Despite the overwhelming evidence presented, corroborated by over 40 independent media investigations, the Indian Securities and Exchange Board (SEBI) has yet to take any meaningful public action against the Adani Group. This apparent regulatory inertia raises critical questions, particularly in light of recent whistleblower documents that suggest SEBI’s Chairperson, Madhabi Buch, and her husband, Dhaval Buch, might have direct ties to the very offshore funds at the heart of the scandal.
SEBI’s Lack of Action
Since the release of the original Hindenburg report, SEBI’s response has been curiously lackluster. Despite the mounting evidence and public outcry, the regulator has refrained from taking any significant steps against the Adani Group. Instead, SEBI has issued what appears to be token notices for minor, technical violations. This has led to widespread speculation that the regulator is intentionally downplaying the severity of the issues.
On June 27, 2024, SEBI sent a ‘show cause’ notice to Hindenburg Research. Interestingly, the notice did not challenge any of the factual assertions made in Hindenburg’s 106-page report. Instead, it focused on the adequacy of Hindenburg’s disclosure regarding its short position in Adani stocks—a disclosure that Hindenburg had already made multiple times.
SEBI further accused Hindenburg of being “reckless” for citing a banned broker with insider knowledge of SEBI’s operations. The broker had detailed how SEBI was allegedly aware of, and complicit in, Adani’s use of offshore entities to circumvent regulatory norms.
In response to SEBI’s notice, Hindenburg expressed its bewilderment at the regulator’s lack of interest in investigating the parties involved in Adani’s alleged offshore schemes. The Indian Supreme Court, too, noted SEBI’s failure to uncover any meaningful information regarding Adani’s offshore shareholders.
Adani’s Offshore Network: A Deep Dive
The Hindenburg report had previously detailed how Vinod Adani, Gautam Adani’s brother, allegedly used a complex structure of offshore entities to siphon funds from the Indian public. These entities included the Global Dynamic Opportunities Fund (GDOF) in Bermuda and the IPE Plus Fund 1 in Mauritius.

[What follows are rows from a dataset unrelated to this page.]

//! Stage orchestration for the `elf` binary.
//!
//! Each stage reads the outputs of the previous one from the directories in
//! [`Config::paths`] and writes its own outputs next to them:
//!
//! ```text
//! raw_dir ──engineer──▶ processed_dir/processed_*.csv ──preprocess──▶ processed_dir/final_*.csv
//!                                                          │                      │
//!                                                     encoders_dir          train / tune ──▶ models_dir
//! ```

use std::fs::File;
use std::io::BufWriter;
use std::path::{Path, PathBuf};

use tracing::{debug, error, info, warn};

use crate::analysis::{self, AnalysisReport};
use crate::config::Config;
use crate::data::{load_csv, write_csv, Column, Dataset, Frame, LoadMode, TARGET_COLUMN};
use crate::error::{PipelineError, Result};
use crate::features::{FeatureEngineer, MissingValueReport};
use crate::forecast::{ForecastReport, HourlySeries, SeasonalForecaster};
use crate::ml::search::{boosting_grid, forest_grid};
use crate::ml::{
    select_best, CandidateResult, GridSearch, KFold, ModelArtifact, ModelKind, ModelSpec, ModelTrainer,
    SearchOutcome, TrainingDataset, ValidationMetrics,
};
use crate::preprocessing::{Preprocessor, TransformManifest, TransformSet};
use crate::tracking::{RunRecord, Trackers};

pub const SARIMA_MODEL_FILE: &str = "sarima_model.bin";
pub const FORECAST_FILE: &str = "sarima_forecast.csv";

fn load_dataset(path: &Path, dataset: Dataset, mode: LoadMode) -> Result<Frame> {
    let loaded = load_csv(path, dataset.schema(), mode)?;
    debug!(
        dataset = %dataset,
        rows_read = loaded.rows_read,
        quarantined = loaded.quarantined.len(),
        "dataset ready"
    );
    Ok(loaded.frame)
}

fn raw_path(cfg: &Config, dataset: Dataset) -> PathBuf {
    cfg.paths.raw_dir.join(dataset.raw_file())
}

fn processed_path(cfg: &Config, dataset: Dataset) -> PathBuf {
    cfg.paths.processed_dir.join(dataset.processed_file())
}

fn final_path(cfg: &Config, dataset: Dataset) -> PathBuf {
    cfg.paths.processed_dir.join(dataset.final_file())
}

pub fn model_file(kind: ModelKind) -> String {
    format!("{}_model.bin", kind.name())
}

pub fn best_model_file(kind: ModelKind) -> String {
    format!("{}_best_model.bin", kind.name())
}

/// Exploratory analysis of both raw datasets, written as
/// `<processed_dir>/<dataset>_analysis.json`.
pub fn analyze(cfg: &Config) -> Result<Vec<AnalysisReport>> {
    let mut reports = Vec::with_capacity(Dataset::ALL.len());
    for dataset in Dataset::ALL {
        let frame = load_dataset(&raw_path(cfg, dataset), dataset, LoadMode::Raw)?;
        let report = analysis::analyze(&frame, dataset.name(), dataset.schema().timestamp_column);

        let path = cfg.paths.processed_dir.join(format!("{}_analysis.json", dataset.name()));
        std::fs::create_dir_all(&cfg.paths.processed_dir)
            .map_err(|e| PipelineError::io(&cfg.paths.processed_dir, e))?;
        let file = File::create(&path).map_err(|e| PipelineError::io(&path, e))?;
        serde_json::to_writer_pretty(BufWriter::new(file), &report)
            .map_err(|e| PipelineError::io(&path, e.into()))?;

        let missing_cells: usize = report.missing.iter().map(|m| m.missing).sum();
        info!(
            dataset = %dataset,
            rows = report.rows,
            columns = report.columns,
            missing_cells,
            top_outlier_column = report.outliers.first().map(|o| o.column.as_str()).unwrap_or("-"),
            report = %path.display(),
            "analysis written"
        );
        debug!(dataset = %dataset, "correlation matrix\n{}", report.correlation);
        reports.push(report);
    }
    Ok(reports)
}

/// Feature engineering of both raw datasets into the processed files.
pub fn engineer(cfg: &Config) -> Result<Vec<(Dataset, MissingValueReport)>> {
    let engineer = FeatureEngineer::new(&cfg.preprocessing);
    let mut summaries = Vec::with_capacity(Dataset::ALL.len());
    for dataset in Dataset::ALL {
        let source = raw_path(cfg, dataset);
        let frame = load_dataset(&source, dataset, LoadMode::Raw)?;
        let engineered = engineer.engineer(frame, dataset.schema(), &source)?;

        for outlier in engineered.outliers.iter().filter(|o| o.count > 0).take(5) {
            info!(dataset = %dataset, column = %outlier.column, count = outlier.count, "outliers clipped");
        }
        info!(
            dataset = %dataset,
            dropped_columns = ?engineered.missing.dropped_columns,
            dropped_rows = engineered.missing.dropped_rows,
            "missing values handled"
        );

        write_csv(&engineered.frame, &processed_path(cfg, dataset))?;
        summaries.push((dataset, engineered.missing));
    }
    Ok(summaries)
}

/// Fit encoders and the scaler on each processed dataset, persist them and
/// write the final feature files.
pub fn preprocess(cfg: &Config) -> Result<Vec<TransformManifest>> {
    let preprocessor = Preprocessor::new(&cfg.preprocessing);
    let mut manifests = Vec::with_capacity(Dataset::ALL.len());
    for dataset in Dataset::ALL {
        let frame = load_dataset(&processed_path(cfg, dataset), dataset, LoadMode::Derived)?;
        let (transformed, transforms) = preprocessor.fit_transform(&frame, dataset)?;

        transforms.save(&cfg.paths.encoders_dir)?;
        write_csv(&transformed, &final_path(cfg, dataset))?;
        info!(
            dataset = %dataset,
            encoded = transforms.manifest.encoded_columns.len(),
            scaled = transforms.manifest.scaled_columns.len(),
            output_columns = transforms.manifest.output_columns.len(),
            "preprocessing complete"
        );
        manifests.push(transforms.manifest);
    }
    Ok(manifests)
}

/// The energy training data together with the hash of the transforms that
/// produced it.
fn load_training_data(cfg: &Config) -> Result<(TrainingDataset, String)> {
    let path = final_path(cfg, Dataset::Energy);
    let frame = load_dataset(&path, Dataset::Energy, LoadMode::Derived)?;

    let transforms = TransformSet::load(&cfg.paths.encoders_dir, Dataset::Energy)?;
    let hash = transforms.schema_hash();
    if crate::artifacts::schema_hash(&frame.column_names()) != hash {
        return Err(PipelineError::IncompatibleArtifact {
            path,
            reason: "columns differ from the persisted transform manifest; rerun preprocess".to_string(),
        });
    }

    let data = TrainingDataset::from_frame(&frame, &path, Dataset::Energy.schema().timestamp_column)?;
    if data.skipped_rows > 0 {
        warn!(skipped = data.skipped_rows, "rows with missing values skipped");
    }
    Ok((data, hash))
}

fn run_record(stage: &str, spec: &ModelSpec, metrics: &ValidationMetrics, data_rows: usize) -> RunRecord {
    let mut run = RunRecord::new(spec.kind().name())
        .tag("stage", stage)
        .param("training_rows", data_rows)
        .metric("mse", metrics.mse)
        .metric("rmse", metrics.rmse)
        .metric("mae", metrics.mae)
        .metric("r2", metrics.r2);
    for (key, value) in spec.params() {
        run = run.param(key, value);
    }
    run
}

#[derive(Debug, Clone)]
pub struct TrainingSummary {
    pub candidates: Vec<(ModelKind, ValidationMetrics)>,
    pub best: ModelKind,
    pub best_metrics: ValidationMetrics,
}

/// Train the default candidates, persist each and the lowest-MSE one as the
/// served model.
pub fn train(cfg: &Config, trackers: &Trackers) -> Result<TrainingSummary> {
    let (data, hash) = load_training_data(cfg)?;
    let (train, validation) = data.split(cfg.training.validation_ratio, cfg.training.seed)?;
    info!(train = train.len(), validation = validation.len(), "split training data");

    let results = ModelTrainer::new().train_candidates(
        &ModelSpec::default_candidates(cfg.training.seed),
        &train,
        &validation,
    )?;

    let mut artifacts = Vec::with_capacity(results.len());
    for result in results {
        let artifact = ModelArtifact {
            spec: result.spec,
            model: result.model,
            feature_names: data.feature_names().to_vec(),
            target: TARGET_COLUMN.to_string(),
            metrics: result.metrics,
            training_rows: train.len(),
        };
        artifact.save(&cfg.paths.models_dir.join(model_file(result.spec.kind())), &hash)?;
        trackers.report(&run_record("train", &artifact.spec, &artifact.metrics, train.len()));
        artifacts.push(artifact);
    }

    let best = select_best(&artifacts, |a| a.metrics.mse)
        .ok_or_else(|| PipelineError::Model("every candidate produced a NaN score".to_string()))?;
    best.save(&cfg.model_path(), &hash)?;
    info!(
        model = %best.spec.kind(),
        mse = best.metrics.mse,
        r2 = best.metrics.r2,
        path = %cfg.model_path().display(),
        "saved best model"
    );

    Ok(TrainingSummary {
        candidates: artifacts.iter().map(|a| (a.spec.kind(), a.metrics)).collect(),
        best: best.spec.kind(),
        best_metrics: best.metrics,
    })
}

#[derive(Debug, Clone)]
pub enum FamilyOutcome {
    Tuned {
        spec: ModelSpec,
        cv_mse: f64,
        validation: ValidationMetrics,
        evaluated: usize,
        failed: usize,
    },
    /// No configuration of the family could be scored or refit.
    Failed { error: String },
}

#[derive(Debug, Clone)]
pub struct TunedFamily {
    pub kind: ModelKind,
    pub configurations: usize,
    pub outcome: FamilyOutcome,
}

impl TunedFamily {
    pub fn is_failed(&self) -> bool {
        matches!(self.outcome, FamilyOutcome::Failed { .. })
    }
}

#[derive(Debug, Clone)]
pub struct TuningSummary {
    pub families: Vec<TunedFamily>,
    pub best: ModelKind,
}

/// Search one family's grid and refit its winner on the training split.
fn tune_family(
    search: &GridSearch,
    grid: &[ModelSpec],
    train: &TrainingDataset,
    validation: &TrainingDataset,
) -> Result<(SearchOutcome, CandidateResult)> {
    let outcome = search.search(grid, train)?;
    let refit = ModelTrainer::new().fit_and_evaluate(&outcome.best, train, validation)?;
    Ok((outcome, refit))
}

/// Cross-validated grid search over the forest and boosting families. Each
/// family's winner is refit on the training split, scored on validation and
/// persisted; the better family becomes the served model. A family that
/// fails is reported and skipped.
pub fn tune(cfg: &Config, trackers: &Trackers) -> Result<TuningSummary> {
    let (data, hash) = load_training_data(cfg)?;
    let (train, validation) = data.split(cfg.training.validation_ratio, cfg.training.seed)?;

    let search = GridSearch::new(KFold::new(cfg.training.cv_folds, cfg.training.seed));
    let grids = [
        (ModelKind::RandomForest, forest_grid(&cfg.training.forest_grid, cfg.training.seed)),
        (ModelKind::GradientBoosting, boosting_grid(&cfg.training.boosting_grid)),
    ];

    let mut families = Vec::new();
    let mut artifacts = Vec::new();
    for (kind, grid) in &grids {
        let (outcome, refit) = match tune_family(&search, grid, &train, &validation) {
            Ok(tuned) => tuned,
            Err(e) => {
                error!(model = %kind, configurations = grid.len(), error = %e, "model family could not be tuned");
                trackers.report(
                    &RunRecord::new(kind.name())
                        .tag("stage", "tune")
                        .tag("status", "failed")
                        .tag("error", e.to_string())
                        .param("configurations", grid.len()),
                );
                families.push(TunedFamily {
                    kind: *kind,
                    configurations: grid.len(),
                    outcome: FamilyOutcome::Failed { error: e.to_string() },
                });
                continue;
            }
        };

        let artifact = ModelArtifact {
            spec: refit.spec,
            model: refit.model,
            feature_names: data.feature_names().to_vec(),
            target: TARGET_COLUMN.to_string(),
            metrics: refit.metrics,
            training_rows: train.len(),
        };
        artifact.save(&cfg.paths.models_dir.join(best_model_file(*kind)), &hash)?;
        trackers.report(
            &run_record("tune", &artifact.spec, &artifact.metrics, train.len())
                .metric("cv_mse", outcome.best_cv_mse)
                .param("configurations", grid.len()),
        );
        info!(
            model = %kind,
            params = ?artifact.spec.params(),
            cv_mse = outcome.best_cv_mse,
            validation_mse = artifact.metrics.mse,
            "tuned model family"
        );

        families.push(TunedFamily {
            kind: *kind,
            configurations: grid.len(),
            outcome: FamilyOutcome::Tuned {
                spec: artifact.spec,
                cv_mse: outcome.best_cv_mse,
                validation: artifact.metrics,
                evaluated: outcome.evaluated.len(),
                failed: outcome.failed,
            },
        });
        artifacts.push(artifact);
    }

    let best = select_best(&artifacts, |a| a.metrics.mse)
        .ok_or_else(|| PipelineError::Model("no model family could be tuned".to_string()))?;
    best.save(&cfg.model_path(), &hash)?;
    info!(model = %best.spec.kind(), mse = best.metrics.mse, "saved tuned model");

    Ok(TuningSummary {
        best: best.spec.kind(),
        families,
    })
}

/// Fit the seasonal model on the processed load series and score it on the
/// held-out horizon.
pub fn forecast(cfg: &Config, trackers: &Trackers) -> Result<ForecastReport> {
    let path = processed_path(cfg, Dataset::Energy);
    let frame = load_dataset(&path, Dataset::Energy, LoadMode::Derived)?;
    let series = HourlySeries::from_frame(&frame, Dataset::Energy.schema().timestamp_column, TARGET_COLUMN, &path)?;
    if series.interpolated > 0 || series.duplicates > 0 {
        info!(
            interpolated = series.interpolated,
            duplicates = series.duplicates,
            "regularised hourly series"
        );
    }

    let report = SeasonalForecaster::new(&cfg.forecast).fit_and_evaluate(&series)?;
    report.model.save(&cfg.paths.models_dir.join(SARIMA_MODEL_FILE))?;

    let points = Frame::from_columns(vec![
        Column::timestamp("time", report.points.iter().map(|p| Some(p.timestamp)).collect()),
        Column::numeric("predicted", report.points.iter().map(|p| Some(p.predicted)).collect()),
        Column::numeric("actual", report.points.iter().map(|p| Some(p.actual)).collect()),
    ])?;
    write_csv(&points, &cfg.paths.processed_dir.join(FORECAST_FILE))?;

    trackers.report(
        &RunRecord::new("SARIMA")
            .tag("stage", "forecast")
            .param("order", report.model.order)
            .param("horizon_hours", cfg.forecast.horizon_hours)
            .param("observations", report.model.n_obs)
            .metric("mse", report.metrics.mse)
            .metric("rmse", report.metrics.rmse)
            .metric("mae", report.metrics.mae)
            .metric("mape", report.metrics.mape),
    );
    info!(
        quality = ?report.metrics.quality(),
        metrics = %report.metrics,
        "seasonal forecast evaluated"
    );
    Ok(report)
}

Vinod Adani’s company allegedly over-invoiced power equipment imports, with the excess funds being funneled into these offshore entities. A subsequent investigation by Adani Watch in December 2023 revealed that these entities, controlled by Vinod Adani, were major recipients of the laundered money.
The Financial Times also reported that the GDOF in Bermuda was used by two Adani associates to amass and trade large positions in Adani Group shares. This fund was managed by India Infoline (IIFL), a wealth management firm with a history of setting up convoluted investment structures. IIFL, now rebranded as 360 One, has been previously linked to the Wirecard scandal, Germany’s largest-ever fraud case.
One of the more obscure entities within this complex structure is the IPE Plus Fund, a small offshore fund registered in Mauritius. Despite having only $38.43 million in assets under management as of December 2017, the fund had significant ties to the Adani Group. The founder and Chief Investment Officer (CIO) of the IPE Plus Fund was Anil Ahuja, who had also served as a director of Adani Enterprises and Adani Power.
Whistleblower Documents: A Shocking Revelation
The most damning evidence came from whistleblower documents that revealed SEBI Chairperson Madhabi Buch and her husband had stakes in the very offshore funds allegedly used by Vinod Adani for money laundering.
According to the documents, Madhabi Buch and her husband opened an account with the IPE Plus Fund 1 on June 5, 2015, in Singapore. The source of their investment was listed as “salary,” with their net worth estimated at $10 million.
Madhabi Buch was appointed as a Whole Time Member of SEBI in April 2017. Just weeks before her politically sensitive appointment, her husband, Dhaval Buch, wrote to the Mauritius fund administrator Trident Trust, requesting to be the sole person authorized to operate their accounts, seemingly moving the assets out of his wife’s name.
In a later account statement dated February 26, 2018, addressed to Madhabi Buch’s private email, it was revealed that their investment was in the exact same Mauritius-registered “cell” of the fund used by Vinod Adani. At the time, their stake was valued at $872,762.25.
During her tenure at SEBI, Madhabi Buch allegedly conducted business through her husband’s name, using her private email, to redeem units in the offshore fund. This raises serious questions about potential conflicts of interest, given that SEBI is the very body responsible for regulating such entities.
SEBI’s Alleged Complicity in the Scandal
The Indian Supreme Court had previously noted that SEBI had “drawn a blank” in its investigation into Adani’s offshore shareholders. The whistleblower documents suggest a possible explanation for SEBI’s reluctance to take meaningful action: its Chairperson’s own involvement in the very funds under investigation.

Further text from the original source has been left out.